{{title}}
{{buttonText}}
1 /

San Esteban de Nogales

Disputas que dieron origen a bellas tradiciones

Compartir

El Real Monasterio de Santa María de Nogales, a orillas del río Eria y a menos de un kilómetro al sur de San Esteban, es el origen del nacimiento de la localidad durante el siglo XVII. Los primeros siervos que trabajaban en el monasterio construyeron sus casas a escasa distancia, en la misma orilla del río, dando lugar a esta localidad en la que su principal actividad económica continúa basándose en la agricultura y la ganadería.

Del monasterio cisterciense del siglo XII apenas quedan sus ruinas, aunque permaneciera habitado hasta 1836, año en el que fue exclaustrado en la amortización de Mendizábal. En San Esteban se encuentra la ermita de San Jorge, una pequeña capilla que, con motivo de la disputa en el siglo XV entre el pueblo de San Esteban y el abad del monasterio (que quería oficiar todo el culto de la localidad), tuvo que ser construida en al otro lado del río Eria en el acuerdo final.

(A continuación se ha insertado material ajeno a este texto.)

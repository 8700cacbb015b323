//! Pub/Sub client bound to the book-details topic.

use std::{fmt, path::Path};

use async_trait::async_trait;
use google_cloud_pubsub::{
    client::{Client, ClientConfig, google_cloud_auth::credentials::CredentialsFile},
    topic::Topic,
};
use metrics::counter;
use thiserror::Error;
use tracing::{info, warn};

use crate::application::repos::BookDatabase;
use crate::config::PubsubSettings;

use super::telemetry::PUBSUB_TOPIC_CREATED_TOTAL;

#[derive(Debug, Error)]
pub enum PubsubError {
    /// The selected database keeps its state inside this process.
    #[error("pubsub cannot be used with the in-memory database")]
    InMemoryDatabase,
    #[error("pubsub client error: {0}")]
    Client(String),
    #[error("pubsub topic `{topic}`: {message}")]
    Topic { topic: String, message: String },
}

impl PubsubError {
    fn topic(topic: &str, err: impl fmt::Display) -> Self {
        Self::Topic {
            topic: topic.to_string(),
            message: err.to_string(),
        }
    }
}

/// Topic administration used at startup.
#[async_trait]
pub trait TopicAdmin: Send + Sync {
    async fn topic_exists(&self, topic: &str) -> Result<bool, PubsubError>;

    async fn create_topic(&self, topic: &str) -> Result<(), PubsubError>;
}

#[derive(Debug, Clone, Copy, PartialEq, Eq)]
pub enum TopicStatus {
    Existing,
    Created,
}

/// Reject backends whose writes are invisible to other processes.
pub fn ensure_shared_database(db: &dyn BookDatabase) -> Result<(), PubsubError> {
    if db.backend().shares_state_across_processes() {
        Ok(())
    } else {
        Err(PubsubError::InMemoryDatabase)
    }
}

/// Create `topic` unless it already exists.
pub async fn ensure_topic(admin: &dyn TopicAdmin, topic: &str) -> Result<TopicStatus, PubsubError> {
    if admin.topic_exists(topic).await? {
        return Ok(TopicStatus::Existing);
    }

    admin.create_topic(topic).await?;
    counter!(PUBSUB_TOPIC_CREATED_TOTAL).increment(1);
    info!(target: "bookshelf::startup", topic, "created pubsub topic");
    Ok(TopicStatus::Created)
}

#[derive(Clone)]
pub struct PubsubClient {
    client: Client,
    project_id: String,
    topic_id: String,
}

impl fmt::Debug for PubsubClient {
    fn fmt(&self, f: &mut fmt::Formatter<'_>) -> fmt::Result {
        f.debug_struct("PubsubClient")
            .field("project_id", &self.project_id)
            .field("topic_id", &self.topic_id)
            .finish_non_exhaustive()
    }
}

impl PubsubClient {
    /// Build a client for `settings.project_id`. `PUBSUB_EMULATOR_HOST` is honoured by the library.
    pub async fn connect(
        settings: &PubsubSettings,
        credentials: Option<&Path>,
    ) -> Result<Self, PubsubError> {
        let mut config = match credentials {
            Some(path) => {
                let file = CredentialsFile::new_from_file(path.display().to_string())
                    .await
                    .map_err(|err| {
                        PubsubError::Client(format!("{}: {err}", path.display()))
                    })?;
                ClientConfig::default().with_credentials(file).await
            }
            None => ClientConfig::default().with_auth().await,
        }
        .map_err(|err| PubsubError::Client(err.to_string()))?;
        config.project_id = Some(settings.project_id.clone());

        let client = Client::new(config)
            .await
            .map_err(|err| PubsubError::Client(err.to_string()))?;

        Ok(Self {
            client,
            project_id: settings.project_id.clone(),
            topic_id: settings.topic.clone(),
        })
    }

    pub fn project_id(&self) -> &str {
        &self.project_id
    }

    pub fn topic_id(&self) -> &str {
        &self.topic_id
    }

    /// Handle for publishing to the configured topic.
    pub fn topic(&self) -> Topic {
        self.client.topic(&self.topic_id)
    }
}

#[async_trait]
impl TopicAdmin for PubsubClient {
    async fn topic_exists(&self, topic: &str) -> Result<bool, PubsubError> {
        self.client
            .topic(topic)
            .exists(None)
            .await
            .map_err(|err| PubsubError::topic(topic, err))
    }

    async fn create_topic(&self, topic: &str) -> Result<(), PubsubError> {
        self.client
            .topic(topic)
            .create(None, None)
            .await
            .map_err(|err| PubsubError::topic(topic, err))
    }
}

/// Open the Pub/Sub client and make sure its topic exists.
///
/// The database check runs first, so an in-memory backend never causes network traffic.
pub async fn configure_pubsub(
    db: &dyn BookDatabase,
    settings: &PubsubSettings,
    credentials: Option<&Path>,
) -> Result<(PubsubClient, TopicStatus), PubsubError> {
    if let Err(err) = ensure_shared_database(db) {
        warn!(
            target: "bookshelf::startup",
            backend = %db.backend(),
            "pubsub requested with a process-local database"
        );
        return Err(err);
    }

    let client = PubsubClient::connect(settings, credentials).await?;
    let status = ensure_topic(&client, &settings.topic).await?;
    Ok((client, status))
}
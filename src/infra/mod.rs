//! Infrastructure adapters and runtime bootstrap.

pub mod bootstrap;
pub mod db;
pub mod error;
pub mod gcp;
pub mod oauth;
pub mod pubsub;
pub mod session;
pub mod storage;
pub mod telemetry;
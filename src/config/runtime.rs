//! Environment variables the bootstrap consults outside the layered settings.

pub const OAUTH2_CALLBACK_VAR: &str = "OAUTH2_CALLBACK";
pub const GAE_INSTANCE_VAR: &str = "GAE_INSTANCE";
pub const DATASTORE_EMULATOR_HOST_VAR: &str = "DATASTORE_EMULATOR_HOST";

/// Snapshot of the process environment taken once at startup.
///
/// Empty values are treated the same as unset ones. Other values are kept verbatim.
#[derive(Debug, Clone, Default, PartialEq, Eq)]
pub struct RuntimeEnv {
    oauth2_callback: Option<String>,
    gae_instance: Option<String>,
    datastore_emulator_host: Option<String>,
}

impl RuntimeEnv {
    /// Read the relevant variables from the current process environment.
    pub fn capture() -> Self {
        Self::from_vars(std::env::vars())
    }

    /// Build a snapshot from arbitrary key/value pairs; unknown keys are ignored.
    pub fn from_vars<I, K, V>(vars: I) -> Self
    where
        I: IntoIterator<Item = (K, V)>,
        K: AsRef<str>,
        V: Into<String>,
    {
        let mut env = Self::default();
        for (key, value) in vars {
            let value = Some(value.into()).filter(|value| !value.is_empty());
            match key.as_ref() {
                OAUTH2_CALLBACK_VAR => env.oauth2_callback = value,
                GAE_INSTANCE_VAR => env.gae_instance = value,
                DATASTORE_EMULATOR_HOST_VAR => env.datastore_emulator_host = value,
                _ => {}
            }
        }
        env
    }

    pub fn oauth2_callback(&self) -> Option<&str> {
        self.oauth2_callback.as_deref()
    }

    /// Running on App Engine, where Cloud SQL is reached through its unix socket.
    pub fn is_production(&self) -> bool {
        self.gae_instance.is_some()
    }

    pub fn datastore_emulator_host(&self) -> Option<&str> {
        self.datastore_emulator_host.as_deref()
    }
}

Se hizo un pequeño puente de madera muy poco estable para acceder a la ermita, por lo que las misas continuaron celebrándose en el monasterio.

El 23 de abril, la fiesta de San Jorge es fecha señalada en la localidad y ha sido declarada de Interés Provincial. Se realiza una procesión a la ermita acompañada de una danza de palos con sus danzantes ataviados con bellos trajes regionales. La tradición hace que todos los años se construya un puente de madera que, después durante las crecidas del invierno, es arrastrado por las aguas.